Many of us are now questioning whether we actually want to have friends who have so many anti-Semitic friends, but if you try to eliminate every hostile individual from your wider social circle, for many of us there will be almost no one left. Some of my friends tell me they’ve reached a compromise: they stay off the subject of Jewish life, Israel and Judaism, and so preserve peace in their friendships. By rendering their Jewishness invisible, they are able to maintain friendships with Gentiles. This age-old tradition of being someone’s ‘exception Jew’ isn’t very comfortable; I know many people who have tried it, but erasure of one’s self in order to appease others is not a good basis for a close friendship. It’s not very dignified, either.
Other friends tell me that such self-censorship is intolerable, and over the last few years I have heard countless stories from stunned, lonely and isolated Jews. All are wondering how much intolerance we should tolerate. Our families assimilated, thinking the new world was safe and that we would not need the comfort of a Jewish community to support us through hardships. Now we are isolated, our communities are scattered, and now that we need each other, we find we have grown apart.
This experience echoes rather horribly the experience of German Jews in the 1930s. As the social ostracism increased, they formed new, Jewish social groups, with assimilated secular Jews coming together with shul-goers to form walking groups, social clubs, and places where Jews could be together to provide friendship and moral support. For those of us who live in the cities, this is still possible, but many of us are the only Jews in our communities, because we have scattered far and wide. We are suffering a Diaspora within a Diaspora.
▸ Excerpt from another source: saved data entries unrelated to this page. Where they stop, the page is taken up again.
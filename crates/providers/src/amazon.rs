// Job-polling backend: the store page is resolved through the throttled
// catalog API, then each region of the conversion service is tried in
// order. A region attempt is submit + poll; only a completed job yields a
// direct file URL.

use std::path::PathBuf;

use async_trait::async_trait;
use reqwest::Client;
use reqwest::header::USER_AGENT;
use serde::Deserialize;
use tokio::sync::{Mutex, watch};
use tracing::{debug, info};
use url::Url;

use fetchio::poll::{self, CompletedJob, JobHandle, JobStatus, PollPolicy};
use fetchio::rate_limit::{RateLimiter, RatePolicy};
use fetchio::{FetchError, Location, RetrievalProgress, Retriever, fallback, retry};

use crate::catalog;
use crate::provider::{Provider, ProviderKind, retrieve_location};
use crate::track::TrackRequest;

const PLATFORM: &str = "amazonMusic";
const TRACK_STORE_BASE: &str = "https://music.amazon.com/tracks/";
const SERVICE_DOMAIN: &str = "doubledouble.top";
const DEFAULT_REGIONS: [&str; 2] = ["us", "eu"];

/// Upstream quota for the catalog API: 9 calls per minute, 7 s apart.
fn catalog_rate_policy() -> RatePolicy {
    RatePolicy {
        max_calls_per_window: 9,
        window: std::time::Duration::from_secs(60),
        min_spacing: std::time::Duration::from_secs(7),
    }
}

#[derive(Debug, Deserialize)]
struct SubmitResponse {
    #[serde(default)]
    success: bool,
    #[serde(default)]
    id: String,
}

#[derive(Debug, Default, Deserialize)]
struct StatusResponse {
    #[serde(default)]
    status: String,
    #[serde(rename = "friendlyStatus", default)]
    friendly_status: String,
    #[serde(default)]
    url: String,
    #[serde(default)]
    current: StatusCurrent,
}

#[derive(Debug, Default, Deserialize)]
struct StatusCurrent {
    #[serde(default)]
    name: String,
    #[serde(default)]
    artist: String,
}

pub struct AmazonProvider {
    client: Client,
    limiter: Mutex<RateLimiter>,
    retry: retry::RetryPolicy,
    poll: PollPolicy,
    regions: Vec<String>,
    retriever: Retriever,
}

impl AmazonProvider {
    pub fn new(client: Client) -> Self {
        Self {
            retriever: Retriever::new(client.clone()),
            client,
            limiter: Mutex::new(RateLimiter::new(catalog_rate_policy())),
            retry: retry::RetryPolicy::default(),
            poll: PollPolicy::default(),
            regions: DEFAULT_REGIONS.iter().map(|r| r.to_string()).collect(),
        }
    }

    /// Catalog lookup under the rate budget, retried on throttling, with
    /// the store-page URL rewritten to its canonical track form.
    async fn lookup_store_page(&self, track_id: &str) -> Result<String, FetchError> {
        let client = &self.client;
        let limiter = &self.limiter;
        let link = retry::execute(&self.retry, |_| async move {
            limiter.lock().await.acquire().await;
            catalog::platform_link(client, track_id, PLATFORM).await
        })
        .await?;
        Ok(canonical_track_url(&link))
    }

    async fn submit_job(&self, base: &str, track_url: &str) -> Result<Location, FetchError> {
        let submit_url = format!("{base}/dl?url={}", urlencoding::encode(track_url));
        debug!(url = %submit_url, "Submitting conversion job");

        let response = self
            .client
            .get(&submit_url)
            .header(USER_AGENT, catalog::random_user_agent())
            .send()
            .await?;
        if !response.status().is_success() {
            return Err(FetchError::http_status(
                response.status(),
                submit_url,
                "job submit",
            ));
        }

        let body = response.text().await?;
        submit_outcome(base, &body)
    }

    async fn check_status(&self, status_url: &str) -> Result<JobStatus, FetchError> {
        let response = self
            .client
            .get(status_url)
            .header(USER_AGENT, catalog::random_user_agent())
            .send()
            .await?;
        if !response.status().is_success() {
            return Err(FetchError::http_status(
                response.status(),
                status_url,
                "job status",
            ));
        }

        let body = response.text().await?;
        let status: StatusResponse = serde_json::from_str(&body)
            .map_err(|e| FetchError::parse("job status", e.to_string(), &body))?;
        Ok(job_status(status))
    }

    /// One region attempt: submit, poll to a terminal state, absolutize
    /// the resulting file URL against the region base.
    async fn convert_in_region(
        &self,
        region: &str,
        track_url: &str,
    ) -> Result<CompletedJob, FetchError> {
        let base = region_base(region);
        info!(region, "Trying conversion region");

        let Location::Job(handle) = self.submit_job(&base, track_url).await? else {
            return Err(FetchError::JobFailed {
                reason: "job submission yielded no job handle".to_string(),
            });
        };
        info!(job_id = %handle.id, region, "Job accepted, polling");

        let mut job = poll::poll_until_terminal(
            &self.poll,
            || self.check_status(&handle.status_url),
            |text| debug!(status = text, "Job in progress"),
        )
        .await?;

        job.url = absolutize(&base, &job.url)?;
        Ok(job)
    }
}

#[async_trait]
impl Provider for AmazonProvider {
    fn kind(&self) -> ProviderKind {
        ProviderKind::Amazon
    }

    async fn resolve(&mut self, request: &TrackRequest) -> Result<Location, FetchError> {
        let track_url = self.lookup_store_page(&request.track_id).await?;
        info!(url = %track_url, "Resolved store page");
        let track_url = track_url.as_str();
        let this = &*self;
        fallback::try_in_order(&this.regions, |region| {
            let base = region_base(region);
            async move { this.submit_job(&base, track_url).await }
        })
        .await
    }

    async fn download(&mut self, request: &TrackRequest) -> Result<PathBuf, FetchError> {
        if let Some(existing) = request.existing_output() {
            info!(path = %existing.display(), "File already exists, skipping");
            return Ok(existing);
        }
        tokio::fs::create_dir_all(&request.output_dir).await?;

        let track_url = self.lookup_store_page(&request.track_id).await?;
        info!(url = %track_url, "Resolved store page");

        let this = &*self;
        let track_url = track_url.as_str();
        let job = fallback::try_in_order(&this.regions, |region| {
            let region = region.clone();
            async move { this.convert_in_region(&region, track_url).await }
        })
        .await?;
        info!(name = %job.name, artist = %job.artist, "Conversion finished");

        let location = Location::Direct(job.url);
        retrieve_location(&mut self.retriever, &location, &request.target_path()).await
    }

    fn subscribe_progress(&self) -> watch::Receiver<RetrievalProgress> {
        self.retriever.subscribe_progress()
    }
}

fn region_base(region: &str) -> String {
    format!("https://{region}.{SERVICE_DOMAIN}")
}

/// Store pages carrying a `trackAsin` query parameter are rewritten to
/// the canonical per-track URL the conversion service expects.
fn canonical_track_url(link: &str) -> String {
    let Some((_, rest)) = link.split_once("trackAsin=") else {
        return link.to_string();
    };
    let asin = rest.split('&').next().unwrap_or(rest);
    format!("{TRACK_STORE_BASE}{asin}?musicTerritory=US")
}

fn submit_outcome(base: &str, body: &str) -> Result<Location, FetchError> {
    let submit: SubmitResponse = serde_json::from_str(body)
        .map_err(|e| FetchError::parse("job submit response", e.to_string(), body))?;
    if !submit.success || submit.id.is_empty() {
        return Err(FetchError::JobFailed {
            reason: "job submission rejected".to_string(),
        });
    }
    let status_url = format!("{base}/dl/{}", submit.id);
    Ok(Location::Job(JobHandle {
        id: submit.id,
        status_url,
    }))
}

fn job_status(status: StatusResponse) -> JobStatus {
    match status.status.as_str() {
        "done" => JobStatus::Done(CompletedJob {
            url: status.url,
            name: status.current.name,
            artist: status.current.artist,
        }),
        "error" => JobStatus::Error(status.friendly_status),
        _ => JobStatus::Processing(if status.friendly_status.is_empty() {
            status.status
        } else {
            status.friendly_status
        }),
    }
}

/// Job results come back as `./file`, `/file` or already-absolute URLs.
fn absolutize(base: &str, candidate: &str) -> Result<String, FetchError> {
    let base = Url::parse(base)
        .map_err(|e| FetchError::parse("region base URL", e.to_string(), base))?;
    let resolved = base
        .join(candidate)
        .map_err(|e| FetchError::parse("job result URL", e.to_string(), candidate))?;
    Ok(resolved.into())
}

#[cfg(test)]
mod tests {
    use super::*;

    #[test]
    fn asin_links_are_rewritten() {
        let link = "https://music.amazon.com/albums/B0ABC?trackAsin=B0XYZ123&do=play";
        assert_eq!(
            canonical_track_url(link),
            "https://music.amazon.com/tracks/B0XYZ123?musicTerritory=US"
        );
    }

    #[test]
    fn links_without_asin_pass_through() {
        let link = "https://music.amazon.com/tracks/B0XYZ123";
        assert_eq!(canonical_track_url(link), link);
    }

    #[test]
    fn relative_job_urls_resolve_against_region_base() {
        let base = "https://us.doubledouble.top";
        assert_eq!(
            absolutize(base, "./files/a.flac").unwrap(),
            "https://us.doubledouble.top/files/a.flac"
        );
        assert_eq!(
            absolutize(base, "/files/a.flac").unwrap(),
            "https://us.doubledouble.top/files/a.flac"
        );
        assert_eq!(
            absolutize(base, "https://cdn.example/a.flac").unwrap(),
            "https://cdn.example/a.flac"
        );
    }

    #[test]
    fn accepted_submission_yields_job_handle() {
        let location =
            submit_outcome("https://eu.doubledouble.top", r#"{"success":true,"id":"j42"}"#)
                .unwrap();
        assert_eq!(
            location,
            Location::Job(JobHandle {
                id: "j42".to_string(),
                status_url: "https://eu.doubledouble.top/dl/j42".to_string(),
            })
        );
    }

    #[test]
    fn rejected_submission_is_job_failed() {
        let result = submit_outcome("https://us.doubledouble.top", r#"{"success":false}"#);
        assert!(matches!(result, Err(FetchError::JobFailed { .. })));
    }

    #[test]
    fn done_status_carries_payload() {
        let status: StatusResponse = serde_json::from_str(
            r#"{"status":"done","url":"./out.flac","current":{"name":"Song","artist":"Artist"}}"#,
        )
        .unwrap();
        match job_status(status) {
            JobStatus::Done(job) => {
                assert_eq!(job.url, "./out.flac");
                assert_eq!(job.name, "Song");
                assert_eq!(job.artist, "Artist");
            }
            other => panic!("expected Done, got {other:?}"),
        }
    }

    #[test]
    fn processing_prefers_friendly_text() {
        let status: StatusResponse =
            serde_json::from_str(r#"{"status":"working","friendlyStatus":"Converting"}"#).unwrap();
        assert_eq!(
            job_status(status),
            JobStatus::Processing("Converting".to_string())
        );

        let bare: StatusResponse = serde_json::from_str(r#"{"status":"queued"}"#).unwrap();
        assert_eq!(job_status(bare), JobStatus::Processing("queued".to_string()));
    }

    #[test]
    fn error_status_keeps_upstream_reason() {
        let status: StatusResponse =
            serde_json::from_str(r#"{"status":"error","friendlyStatus":"Region busy"}"#).unwrap();
        assert_eq!(job_status(status), JobStatus::Error("Region busy".to_string()));
    }
}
I have read that social media provides us with an echo chamber in which all our friends share our views. Such conviviality sounds heavenly, but also wholly unattainable– at least for Jews. Our Gentile friends are often silent or hostile, but our Jewish friends are not exactly forming an ‘echo chamber’ either. Some time ago I wrote about ‘two Jews, three opinions’ and went on to say that I wouldn’t have it any other way– but I’m not sure I believe that anymore. I would like nothing better than to have a group of friends who share my commitment to Israel, AND to women’s rights and equality, AND to essential social welfare services such as nationalised health care. I would like to see justice for ALL groups of people, but I am no longer welcome in the Leftist political circles that used to espouse these views. I no longer feel that I have a political ‘home’. My friends have scattered, and the New Left has broken my heart.